Collected data entries
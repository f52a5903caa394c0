//! Differential-drive localization with odometry self-calibration.
//!
//! Simulates a robot driving an arc at 100 Hz while its wheel encoders are
//! noisy and its true wheel geometry drifts mid-run (tire squeeze). Four
//! filters estimate the pose and the three calibration factors side by side
//! from landmark observations and GPS fixes, and are compared against the
//! uncorrected dead-reckoning trajectory.

use std::f64::consts::PI;
use std::time::Instant;

use clap::Parser;
use manifold_kalman::filters::{Ekf, Iekf, KalmanFilter, Sekf, Ukfm};
use manifold_kalman::manifold::{LieGroup, Rn, Tangent, SE2};
use manifold_kalman::models::{
    BundleAdapter, DiffDriveModel, DiffDriveState, DiffDriveTangent, GpsModel, LandmarkModel,
    MeasurementModel, SystemModel, WheelKinematics,
};
use manifold_kalman::sim::GaussianSampler;
use manifold_kalman::KalmanResult;
use nalgebra::{DMatrix, DVector, Vector2};
use tracing::{debug, info};

#[derive(Parser)]
#[command(name = "diff_drive_self_calib")]
#[command(about = "Run four on-manifold Kalman filters on a self-calibration scenario")]
struct Args {
    /// Simulated run duration in seconds
    #[arg(long, default_value = "240.0")]
    duration: f64,

    /// Control (odometry) rate in Hz
    #[arg(long, default_value = "100.0")]
    control_rate: f64,

    /// Landmark observation rate in Hz
    #[arg(long, default_value = "50.0")]
    landmark_rate: f64,

    /// GPS fix rate in Hz
    #[arg(long, default_value = "10.0")]
    gps_rate: f64,

    /// RNG seed for the simulated noise
    #[arg(short, long, default_value = "42")]
    seed: u64,
}

/// Per-filter running error statistics against ground truth.
struct ErrorStats {
    name: &'static str,
    sum_sq_position: f64,
    sum_sq_heading: f64,
    samples: usize,
}

impl ErrorStats {
    fn new(name: &'static str) -> Self {
        ErrorStats {
            name,
            sum_sq_position: 0.0,
            sum_sq_heading: 0.0,
            samples: 0,
        }
    }

    fn record(&mut self, estimate: &DiffDriveState, truth: &DiffDriveState) {
        let dp = estimate.first().translation() - truth.first().translation();
        let dth = wrap_angle(estimate.first().angle() - truth.first().angle());
        self.sum_sq_position += dp.norm_squared();
        self.sum_sq_heading += dth * dth;
        self.samples += 1;
    }

    fn position_rmse(&self) -> f64 {
        (self.sum_sq_position / self.samples as f64).sqrt()
    }

    fn heading_rmse(&self) -> f64 {
        (self.sum_sq_heading / self.samples as f64).sqrt()
    }
}

fn wrap_angle(angle: f64) -> f64 {
    (angle + PI).rem_euclid(2.0 * PI) - PI
}

fn format_summary(stats: &[(&ErrorStats, Option<&DiffDriveState>)], truth: &DiffDriveState) {
    println!("\n{}", "=".repeat(96));
    println!("=== FINAL SUMMARY ===\n");
    println!(
        "{:<12} | {:<14} | {:<14} | {:<30}",
        "Estimator", "Pos RMSE (m)", "Head RMSE (rad)", "Final calibration estimate"
    );
    println!("{}", "-".repeat(96));
    for (stat, state) in stats {
        let calib = match state {
            Some(s) => format!("{:.4?}", s.second().vector().as_slice()),
            None => "(not estimated)".to_string(),
        };
        println!(
            "{:<12} | {:<14.6} | {:<14.6} | {:<30}",
            stat.name,
            stat.position_rmse(),
            stat.heading_rmse(),
            calib
        );
    }
    println!("{}", "-".repeat(96));
    println!(
        "True final calibration: {:.4?}",
        truth.second().vector().as_slice()
    );
}

fn main() -> KalmanResult<()> {
    manifold_kalman::init_logger();
    let args = Args::parse();

    // Scenario constants
    let kinematics = WheelKinematics::new(0.15, 0.15, 0.4);
    let wheel_variance = 9e-5; // continuous-time, rad²/s
    let gps_variance = 6e-3;
    let landmark_std = 0.01;
    let landmarks = [
        Vector2::new(2.0, 0.0),
        Vector2::new(2.0, 1.0),
        Vector2::new(2.0, -1.0),
    ];
    let u_nominal = DVector::from_column_slice(&[0.5, 0.35]); // rad/s per wheel

    let dt = 1.0 / args.control_rate;
    let steps = (args.duration * args.control_rate).round() as usize;
    let landmark_every = (args.control_rate / args.landmark_rate).round().max(1.0) as usize;
    let gps_every = (args.control_rate / args.gps_rate).round().max(1.0) as usize;
    let squeeze_step = steps / 2;

    info!(
        duration = args.duration,
        control_rate = args.control_rate,
        landmark_rate = args.landmark_rate,
        gps_rate = args.gps_rate,
        seed = args.seed,
        "starting self-calibration scenario"
    );

    let model = DiffDriveModel::with_wheel_variance(kinematics, wheel_variance);
    let landmark_models: Vec<BundleAdapter<LandmarkModel, Rn<3>>> = landmarks
        .iter()
        .map(|&b| {
            BundleAdapter::new(LandmarkModel::new(
                b,
                DMatrix::from_diagonal(&DVector::from_element(2, landmark_std * landmark_std)),
            ))
        })
        .collect();
    let gps_model: BundleAdapter<GpsModel, Rn<3>> = BundleAdapter::new(GpsModel::new(
        DMatrix::from_diagonal(&DVector::from_element(2, gps_variance)),
    ));

    let initial_covariance = DMatrix::from_diagonal(&DVector::from_column_slice(&[
        0.1, 0.1, 0.17, 1e-5, 1e-5, 1e-5,
    ]));

    let mut sampler = GaussianSampler::new(args.seed);

    // The estimate starts as the truth perturbed by a draw from the prior.
    let mut truth = DiffDriveState::new(SE2::identity(), Rn::from_slice(&[1.0, 1.0, 1.0]));
    let prior_std = initial_covariance.diagonal().map(f64::sqrt);
    let initial = truth.right_plus(
        &DiffDriveTangent::from_coeffs(&sampler.vector(&prior_std)),
        None,
        None,
    );
    let mut unfiltered = initial.clone();
    let mut ekf = Ekf::new(initial.clone(), initial_covariance.clone())?;
    let mut sekf = Sekf::new(initial.clone(), initial_covariance.clone())?;
    let mut iekf = Iekf::new(initial.clone(), initial_covariance.clone())?;
    let mut ukfm = Ukfm::new(initial, initial_covariance)?;
    // Per-step encoder noise std is σ·√dt, consistent with the filters'
    // continuous-time discretization Q_d = U·dt.
    let control_std = DVector::from_element(2, (wheel_variance * dt).sqrt());
    let gps_std = DVector::from_element(2, gps_variance.sqrt());
    let landmark_noise_std = DVector::from_element(2, landmark_std);

    let mut stats = [
        ErrorStats::new("Unfiltered"),
        ErrorStats::new("EKF"),
        ErrorStats::new("SEKF"),
        ErrorStats::new("IEKF"),
        ErrorStats::new("UKFM"),
    ];

    let start = Instant::now();
    for step in 0..steps {
        if step == squeeze_step {
            truth = truth.with_second(Rn::from_slice(&[0.85, 0.85, 1.0]));
            info!(step, "true wheel radii changed (tire squeeze)");
        }

        // The robot executes the nominal control; the encoders report it with
        // additive noise of per-step variance σ²·dt.
        let u_true = &u_nominal * dt;
        let u_measured = &u_true + sampler.vector(&control_std);

        truth = model.step(&truth, &u_true, None, None);
        unfiltered = model.step(&unfiltered, &u_measured, None, None);

        ekf.propagate(&model, &u_measured, dt)?;
        sekf.propagate(&model, &u_measured, dt)?;
        iekf.propagate(&model, &u_measured, dt)?;
        ukfm.propagate(&model, &u_measured, dt)?;

        if step % landmark_every == 0 {
            for lmk in &landmark_models {
                let y = lmk.observe(&truth, None) + sampler.vector(&landmark_noise_std);
                ekf.update(lmk, &y)?;
                sekf.update(lmk, &y)?;
                iekf.update(lmk, &y)?;
                ukfm.update(lmk, &y)?;
            }
        }
        if step % gps_every == 0 {
            let y = gps_model.observe(&truth, None) + sampler.vector(&gps_std);
            ekf.update(&gps_model, &y)?;
            sekf.update(&gps_model, &y)?;
            iekf.update(&gps_model, &y)?;
            ukfm.update(&gps_model, &y)?;
        }

        stats[0].record(&unfiltered, &truth);
        stats[1].record(ekf.state(), &truth);
        stats[2].record(sekf.state(), &truth);
        stats[3].record(iekf.state(), &truth);
        stats[4].record(ukfm.state(), &truth);

        debug!(
            step,
            t = step as f64 * dt,
            truth_x = truth.first().x(),
            truth_y = truth.first().y(),
            ekf_x = ekf.state().first().x(),
            ekf_y = ekf.state().first().y(),
            "tick"
        );
    }
    let elapsed = start.elapsed();

    info!(
        steps,
        time_ms = elapsed.as_millis(),
        "scenario finished"
    );

    let rows = [
        (&stats[0], None),
        (&stats[1], Some(ekf.state())),
        (&stats[2], Some(sekf.state())),
        (&stats[3], Some(iekf.state())),
        (&stats[4], Some(ukfm.state())),
    ];
    format_summary(&rows, &truth);

    Ok(())
}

* Task to carry out *
Of the lines above, extract only those from the line with "estimate: &DiffDriveState, truth: &DiffDriveState)" to the line with "let dth = wrap_angle(estimate.first().angle()", both included, exactly as written.

* Exercise response *
    fn record(&mut self, estimate: &DiffDriveState, truth: &DiffDriveState) {
        let dp = estimate.first().translation() - truth.first().translation();
        let dth = wrap_angle(estimate.first().angle() - truth.first().angle());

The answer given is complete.